===== ENTRIES PROVIDED =====

//! スコア集計
//!
//! バッチ内の全候補を正規名で束ね、1プレイヤー1行のランキングにする。
//!
//! 重なったスクリーンショットには同じ行が何度も写るため、同一プレイヤーの
//! スコアは合算せず、観測された最大値だけを採用する。

use crate::canonicalizer::Canonicalizer;
use crate::parser::parse_score;
use crate::types::{AggregatedEntry, CanonicalDetection, RawDetection, ScalarTotals};
use log::debug;
use std::collections::HashMap;

/// 表示件数の既定値
pub const DEFAULT_CAP: usize = 20;

/// 集計結果
#[derive(Debug, Clone, Default, PartialEq, Eq)]
pub struct Leaderboard {
    entries: Vec<AggregatedEntry>,
    totals: ScalarTotals,
    dropped: usize,
}

impl Leaderboard {
    /// 全エントリ（表示上限なし）
    pub fn entries(&self) -> &[AggregatedEntry] {
        &self.entries
    }

    /// 上位 `cap` 件
    pub fn top(&self, cap: usize) -> &[AggregatedEntry] {
        &self.entries[..self.entries.len().min(cap)]
    }

    pub fn totals(&self) -> &ScalarTotals {
        &self.totals
    }

    pub fn is_empty(&self) -> bool {
        self.entries.is_empty()
    }

    pub fn len(&self) -> usize {
        self.entries.len()
    }

    /// 照合できずに捨てた候補数
    pub fn dropped(&self) -> usize {
        self.dropped
    }

    /// プレイヤースコアの合計（全件）
    pub fn player_sum(&self) -> u64 {
        self.entries.iter().map(|e| e.score).sum()
    }

    /// 合計ダメージとの差（`合計 - プレイヤー合計`）
    ///
    /// 負になる場合は桁の誤読か別プレイヤーへの誤帰属が疑われる。
    pub fn unaccounted_damage(&self) -> Option<i128> {
        self.totals
            .total_damage
            .map(|total| total as i128 - self.player_sum() as i128)
    }
}

/// 候補を正規名に解決（照合できないもの・スコアが読めないものは捨てる）
pub fn canonicalize_detections(
    raw: &[RawDetection],
    canonicalizer: &Canonicalizer,
) -> Vec<CanonicalDetection> {
    raw.iter()
        .filter_map(|detection| {
            let score = parse_score(&detection.raw_score_text)?;
            let identity = canonicalizer.canonicalize(&detection.raw_name)?;
            Some(CanonicalDetection {
                identity,
                score,
                source_block: detection.source_block,
            })
        })
        .collect()
}

/// 正規化済みの検出をランキングにまとめる
///
/// - 同一プレイヤーは最大値
/// - スコア降順、同点は最初に解決された順
pub fn aggregate(detections: &[CanonicalDetection], totals: ScalarTotals) -> Leaderboard {
    let mut order: Vec<(&str, u64)> = Vec::new();
    let mut index: HashMap<&str, usize> = HashMap::new();

    for detection in detections {
        match index.get(detection.identity.as_str()) {
            Some(&i) => order[i].1 = order[i].1.max(detection.score),
            None => {
                index.insert(detection.identity.as_str(), order.len());
                order.push((detection.identity.as_str(), detection.score));
            }
        }
    }

    // 安定ソートなので同点は初出順のまま
    order.sort_by(|a, b| b.1.cmp(&a.1));

    let entries = order
        .into_iter()
        .enumerate()
        .map(|(i, (identity, score))| AggregatedEntry {
            identity: identity.to_string(),
            score,
            rank: i + 1,
        })
        .collect();

    Leaderboard {
        entries,
        totals,
        dropped: 0,
    }
}

/// 生の候補から照合・集計までを一括で行う
pub fn reconcile(
    raw: &[RawDetection],
    totals: ScalarTotals,
    canonicalizer: &Canonicalizer,
) -> Leaderboard {
    let resolved = canonicalize_detections(raw, canonicalizer);
    let dropped = raw.len() - resolved.len();
    if dropped > 0 {
        debug!("照合できなかった候補: {}件", dropped);
    }

    Leaderboard {
        dropped,
        ..aggregate(&resolved, totals)
    }
}
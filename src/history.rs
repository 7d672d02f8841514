//! レポート履歴（追記のみ）

use crate::error::Result;
use chrono::Local;
use std::fs::OpenOptions;
use std::io::Write;
use std::path::{Path, PathBuf};

#[derive(Debug, Clone)]
pub struct History {
    path: PathBuf,
}

impl History {
    pub fn new(path: &Path) -> Self {
        Self {
            path: path.to_path_buf(),
        }
    }

    pub fn path(&self) -> &Path {
        &self.path
    }

    /// レポートを1件追記
    ///
    /// ```text
    /// === OCR Result shot.png.txt ===
    /// 📊 Bear Trap Damage Summary
    /// ...
    /// (saved 2024-05-01 21:03:11)
    /// ```
    pub fn append(&self, item: &str, report: &str) -> Result<()> {
        if let Some(parent) = self.path.parent() {
            if !parent.as_os_str().is_empty() {
                std::fs::create_dir_all(parent)?;
            }
        }

        let mut file = OpenOptions::new()
            .create(true)
            .append(true)
            .open(&self.path)?;

        let entry = format!(
            "\n=== OCR Result {} ===\n{}\n(saved {})\n\n",
            item,
            report,
            Local::now().format("%Y-%m-%d %H:%M:%S")
        );
        file.write_all(entry.as_bytes())?;
        Ok(())
    }
}
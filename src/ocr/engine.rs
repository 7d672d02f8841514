//! OCRエンジンの共通インターフェース

use crate::config::{OcrBackend, OcrConfig};
use crate::error::Result;
use crate::ocr::tesseract::TesseractEngine;
use crate::ocr::vision::VisionEngine;
use std::sync::Arc;

/// 画像バイト列 → テキスト
///
/// 空文字列や崩れたテキストも正常な戻り値として扱う。
/// 呼び出し失敗・エンジン不在のみ `Err` を返す。
pub trait OcrEngine: Send + Sync {
    fn name(&self) -> &str;

    fn extract(&self, image: &[u8]) -> Result<String>;
}

/// 設定に従ってバックエンドを1つ選ぶ
pub fn engine_from_config(config: &OcrConfig) -> Result<Arc<dyn OcrEngine>> {
    let engine: Arc<dyn OcrEngine> = match config.backend {
        OcrBackend::Tesseract => Arc::new(TesseractEngine::from_config(config)),
        OcrBackend::Vision => Arc::new(VisionEngine::from_config(config)?),
    };
    log::info!("OCRバックエンド: {}", engine.name());
    Ok(engine)
}
//! 段階的なワーカーキュー（inbox → raw → results）

pub mod stage;
pub mod worker;

pub use stage::{text_key, Stage, StageQueue};
pub use worker::{extraction_tick, parsing_tick, run_extraction_loop, run_parsing_loop, TickReport};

=====

*WHAT YOU HAVE TO DO*
All the material above is to be returned exactly as it stands.

*RESULT*
//! スコア集計
//!
//! バッチ内の全候補を正規名で束ね、1プレイヤー1行のランキングにする。
//!
//! 重なったスクリーンショットには同じ行が何度も写るため、同一プレイヤーの
//! スコアは合算せず、観測された最大値だけを採用する。

use crate::canonicalizer::Canonicalizer;
use crate::parser::parse_score;
use crate::types::{AggregatedEntry, CanonicalDetection, RawDetection, ScalarTotals};
use log::debug;
use std::collections::HashMap;

/// 表示件数の既定値
pub const DEFAULT_CAP: usize = 20;

/// 集計結果
#[derive(Debug, Clone, Default, PartialEq, Eq)]
pub struct Leaderboard {
    entries: Vec<AggregatedEntry>,
    totals: ScalarTotals,
    dropped: usize,
}

impl Leaderboard {
    /// 全エントリ（表示上限なし）
    pub fn entries(&self) -> &[AggregatedEntry] {
        &self.entries
    }

    /// 上位 `cap` 件
    pub fn top(&self, cap: usize) -> &[AggregatedEntry] {
        &self.entries[..self.entries.len().min(cap)]
    }

    pub fn totals(&self) -> &ScalarTotals {
        &self.totals
    }

    pub fn is_empty(&self) -> bool {
        self.entries.is_empty()
    }

    pub fn len(&self) -> usize {
        self.entries.len()
    }

    /// 照合できずに捨てた候補数
    pub fn dropped(&self) -> usize {
        self.dropped
    }

    /// プレイヤースコアの合計（全件）
    pub fn player_sum(&self) -> u64 {
        self.entries.iter().map(|e| e.score).sum()
    }

    /// 合計ダメージとの差（`合計 - プレイヤー合計`）
    ///
    /// 負になる場合は桁の誤読か別プレイヤーへの誤帰属が疑われる。
    pub fn unaccounted_damage(&self) -> Option<i128> {
        self.totals
            .total_damage
            .map(|total| total as i128 - self.player_sum() as i128)
    }
}

/// 候補を正規名に解決（照合できないもの・スコアが読めないものは捨てる）
pub fn canonicalize_detections(
    raw: &[RawDetection],
    canonicalizer: &Canonicalizer,
) -> Vec<CanonicalDetection> {
    raw.iter()
        .filter_map(|detection| {
            let score = parse_score(&detection.raw_score_text)?;
            let identity = canonicalizer.canonicalize(&detection.raw_name)?;
            Some(CanonicalDetection {
                identity,
                score,
                source_block: detection.source_block,
            })
        })
        .collect()
}

/// 正規化済みの検出をランキングにまとめる
///
/// - 同一プレイヤーは最大値
/// - スコア降順、同点は最初に解決された順
pub fn aggregate(detections: &[CanonicalDetection], totals: ScalarTotals) -> Leaderboard {
    let mut order: Vec<(&str, u64)> = Vec::new();
    let mut index: HashMap<&str, usize> = HashMap::new();

    for detection in detections {
        match index.get(detection.identity.as_str()) {
            Some(&i) => order[i].1 = order[i].1.max(detection.score),
            None => {
                index.insert(detection.identity.as_str(), order.len());
                order.push((detection.identity.as_str(), detection.score));
            }
        }
    }

    // 安定ソートなので同点は初出順のまま
    order.sort_by(|a, b| b.1.cmp(&a.1));

    let entries = order
        .into_iter()
        .enumerate()
        .map(|(i, (identity, score))| AggregatedEntry {
            identity: identity.to_string(),
            score,
            rank: i + 1,
        })
        .collect();

    Leaderboard {
        entries,
        totals,
        dropped: 0,
    }
}

/// 生の候補から照合・集計までを一括で行う
pub fn reconcile(
    raw: &[RawDetection],
    totals: ScalarTotals,
    canonicalizer: &Canonicalizer,
) -> Leaderboard {
    let resolved = canonicalize_detections(raw, canonicalizer);
    let dropped = raw.len() - resolved.len();
    if dropped > 0 {
        debug!("照合できなかった候補: {}件", dropped);
    }

    Leaderboard {
        dropped,
        ..aggregate(&resolved, totals)
    }
}
filename src/history.rs
repository 7d672d02f8841514
//! レポート履歴（追記のみ）

use crate::error::Result;
use chrono::Local;
use std::fs::OpenOptions;
use std::io::Write;
use std::path::{Path, PathBuf};

#[derive(Debug, Clone)]
pub struct History {
    path: PathBuf,
}

impl History {
    pub fn new(path: &Path) -> Self {
        Self {
            path: path.to_path_buf(),
        }
    }

    pub fn path(&self) -> &Path {
        &self.path
    }

    /// レポートを1件追記
    ///
    /// ```text
    /// === OCR Result shot.png.txt ===
    /// 📊 Bear Trap Damage Summary
    /// ...
    /// (saved 2024-05-01 21:03:11)
    /// ```
    pub fn append(&self, item: &str, report: &str) -> Result<()> {
        if let Some(parent) = self.path.parent() {
            if !parent.as_os_str().is_empty() {
                std::fs::create_dir_all(parent)?;
            }
        }

        let mut file = OpenOptions::new()
            .create(true)
            .append(true)
            .open(&self.path)?;

        let entry = format!(
            "\n=== OCR Result {} ===\n{}\n(saved {})\n\n",
            item,
            report,
            Local::now().format("%Y-%m-%d %H:%M:%S")
        );
        file.write_all(entry.as_bytes())?;
        Ok(())
    }
}
filename src/ocr/engine.rs
repository 7d672d02f8841514
//! OCRエンジンの共通インターフェース

use crate::config::{OcrBackend, OcrConfig};
use crate::error::Result;
use crate::ocr::tesseract::TesseractEngine;
use crate::ocr::vision::VisionEngine;
use std::sync::Arc;

/// 画像バイト列 → テキスト
///
/// 空文字列や崩れたテキストも正常な戻り値として扱う。
/// 呼び出し失敗・エンジン不在のみ `Err` を返す。
pub trait OcrEngine: Send + Sync {
    fn name(&self) -> &str;

    fn extract(&self, image: &[u8]) -> Result<String>;
}

/// 設定に従ってバックエンドを1つ選ぶ
pub fn engine_from_config(config: &OcrConfig) -> Result<Arc<dyn OcrEngine>> {
    let engine: Arc<dyn OcrEngine> = match config.backend {
        OcrBackend::Tesseract => Arc::new(TesseractEngine::from_config(config)),
        OcrBackend::Vision => Arc::new(VisionEngine::from_config(config)?),
    };
    log::info!("OCRバックエンド: {}", engine.name());
    Ok(engine)
}
//! 段階的なワーカーキュー（inbox → raw → results）

pub mod stage;
pub mod worker;

pub use stage::{text_key, Stage, StageQueue};
pub use worker::{extraction_tick, parsing_tick, run_extraction_loop, run_parsing_loop, TickReport};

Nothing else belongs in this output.